What needs to be done:
Tally the lines below that contain the word "InstructionBuffer", and give only that number.

Stored data entries:
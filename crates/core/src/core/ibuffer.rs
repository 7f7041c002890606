//! Instruction buffer: the pre-populated instruction-word oracle.
//!
//! A random-access map from program counter to 32-bit instruction word,
//! filled before simulation starts. A missing address simply yields no
//! instruction — the fetch stage retries the same PC until a word appears
//! or the run ends.

use std::collections::HashMap;

/// Address-indexed instruction memory.
#[derive(Debug, Default)]
pub struct InstructionBuffer {
    words: HashMap<u32, u32>,
}

impl InstructionBuffer {
    /// Creates an empty instruction buffer.
    pub fn new() -> Self {
        Self::default()
    }

    /// Installs a word at the given PC, replacing any previous word.
    pub fn load(&mut self, pc: u32, word: u32) {
        let _ = self.words.insert(pc, word);
    }

    /// Looks up the word at the given PC.
    pub fn fetch(&self, pc: u32) -> Option<u32> {
        self.words.get(&pc).copied()
    }

    /// Number of loaded words.
    pub fn len(&self) -> usize {
        self.words.len()
    }

    /// True when nothing has been loaded.
    pub fn is_empty(&self) -> bool {
        self.words.is_empty()
    }

    /// Removes all loaded words.
    pub fn clear(&mut self) {
        self.words.clear();
    }
}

Task answer:
2